My grandfather had bought an outboard that was oversized for the skiff, a six-horsepower Evinrude that, clamped to the stern, was certainly in violation of marine safety limits. I could easily lift and drag the boat like a sled into the marsh grass, up past the tide line. The engine itself was another matter. My grandfather decreed that it had to be uncinched from the transom and stored in the garage at night, which entailed a grunting struggle up the gangplank to the bulkhead and then a thirty yard trek across the lacerating spikes of the dried-out backyard lawn, through the cedars and around to the garage. There’s no easy way to carry an outboard. Adults simply grab it by the mounting bracket and heft it with one arm like a stubborn child by the waistband of his jeans, but when the machine is as big as you are, it’s like dancing with a drunk, as you hold it out in front trying not to ram your shins into the propeller or paint your chest with grease.
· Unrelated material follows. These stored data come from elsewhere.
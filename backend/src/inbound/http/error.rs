//! HTTP error pages and mapping from domain errors.
//!
//! Keep the domain free of transport concerns by translating [`Error`] into
//! Actix responses here. Failures render the shared error template; internal
//! messages are logged in full but redacted from the response body.

use actix_web::http::StatusCode;
use actix_web::http::header::ContentType;
use actix_web::{HttpResponse, ResponseError};
use tracing::error;

use crate::domain::ports::ProductRepositoryError;
use crate::domain::{Error, ErrorCode};

use super::pages::ErrorPage;

/// Error wrapper returned by page handlers.
#[derive(Debug, Clone, PartialEq, Eq)]
pub struct PageError(Error);

/// Convenience alias for HTTP handlers.
pub type PageResult<T> = Result<T, PageError>;

impl PageError {
    /// The wrapped domain error.
    pub fn inner(&self) -> &Error {
        &self.0
    }

    fn to_status_code(&self) -> StatusCode {
        match self.0.code() {
            ErrorCode::InvalidRequest => StatusCode::BAD_REQUEST,
            ErrorCode::NotFound => StatusCode::NOT_FOUND,
            _ => StatusCode::INTERNAL_SERVER_ERROR,
        }
    }

    fn response_message(&self) -> &str {
        // Internal details stay in the logs.
        if matches!(self.0.code(), ErrorCode::InternalError) {
            "Something went wrong on our side."
        } else {
            self.0.message()
        }
    }
}

impl From<Error> for PageError {
    fn from(value: Error) -> Self {
        Self(value)
    }
}

impl std::fmt::Display for PageError {
    fn fmt(&self, f: &mut std::fmt::Formatter<'_>) -> std::fmt::Result {
        write!(f, "{}", self.0)
    }
}

impl std::error::Error for PageError {}

impl ResponseError for PageError {
    fn status_code(&self) -> StatusCode {
        self.to_status_code()
    }

    fn error_response(&self) -> HttpResponse {
        let status = self.status_code();
        if matches!(self.0.code(), ErrorCode::InternalError) {
            error!(message = %self.0.message(), "request failed with internal error");
        }

        let page = ErrorPage::new(status, self.response_message());
        let body = page
            .render_body()
            .unwrap_or_else(|_| self.response_message().to_owned());
        HttpResponse::build(status)
            .content_type(ContentType::html())
            .body(body)
    }
}

/// Adapter-level mapping from repository failures to domain errors.
///
/// Misses stay misses; everything else becomes an internal error so callers
/// never leak store detail into a page.
pub fn map_repository_error(error: ProductRepositoryError) -> Error {
    match error {
        ProductRepositoryError::NotFound { .. } => Error::not_found("product not found"),
        ProductRepositoryError::Connection { message } | ProductRepositoryError::Query { message } => {
            Error::internal(message)
        }
    }
}

#[cfg(test)]
mod tests {
    use super::*;
    use crate::domain::ProductId;
    use rstest::rstest;

    #[rstest]
    fn not_found_keeps_its_code() {
        let mapped = map_repository_error(ProductRepositoryError::not_found(ProductId::new(7)));
        assert_eq!(mapped.code(), ErrorCode::NotFound);
    }

    #[rstest]
    fn store_failures_become_internal() {
        let mapped = map_repository_error(ProductRepositoryError::query("disk on fire"));
        assert_eq!(mapped.code(), ErrorCode::InternalError);
        assert_eq!(mapped.message(), "disk on fire");
    }

    #[rstest]
    fn internal_messages_are_redacted_from_responses() {
        let err = PageError::from(Error::internal("connection string leaked"));
        assert_eq!(err.status_code(), StatusCode::INTERNAL_SERVER_ERROR);
        assert_eq!(err.response_message(), "Something went wrong on our side.");
    }

    #[rstest]
    fn not_found_status_maps_to_404() {
        let err = PageError::from(Error::not_found("product not found"));
        assert_eq!(err.status_code(), StatusCode::NOT_FOUND);
        assert_eq!(err.response_message(), "product not found");
    }
}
With the engine mounted, the boat was stern-heavy, especially since I had to sit back there to steer without a throttle extension. It was difficult enough to see where I was going but also took a thick skin to deflect the descriptive eloquence of my friends, who’d dubbed it “the flying boner.” I tried positioning a few cinder blocks in the bow, but the only way to make it drop was to open up the engine, and to do that, you had to be out in the bay, and the bay had to be calm. On those still July or August mornings, before the hot southwest wind would crank up and whip the bay into a white-capped nightmare, my world expanded. With the boat’s snout aloft, I would creep around the dredged bend of the Wooley Pond inlet, poised for the moment when I could round the last red nun buoy to open water, wrist that throttle, and wait for the deck to plane like a battle lance leveling in its downward arc to the target. And when it did, my view of the boat cushions, buckets, gas tank, fishing rods, tackle box, crab net, oars, and everything else I’d packed along sank, replaced by the panorama of the Peconic’s oily sparkle. The reassuring features of Robins Island, Jessup’s Neck, the inlet at North Sea and Saharan, and the oak-dotted bluff of Cow’s Neck all seemed projected onto the hazy boundaries. Then the wind became charged with the exhilarating stench of hot salt, the beaches’ freshly drying seaweed interlaced with the faintest perfume of other boats’ exhaust. Global warming, carbon footprints, and their accompanying guilt were decades away. Even the memories of the fuel embargo of the ’70s and any crisis that it might have visited upon my two-cycle-engine-dependent lifestyle had dispersed and evaporated almost as thoroughly as the rainbows of gasoline trailing the stern whenever I’d flooded the engine.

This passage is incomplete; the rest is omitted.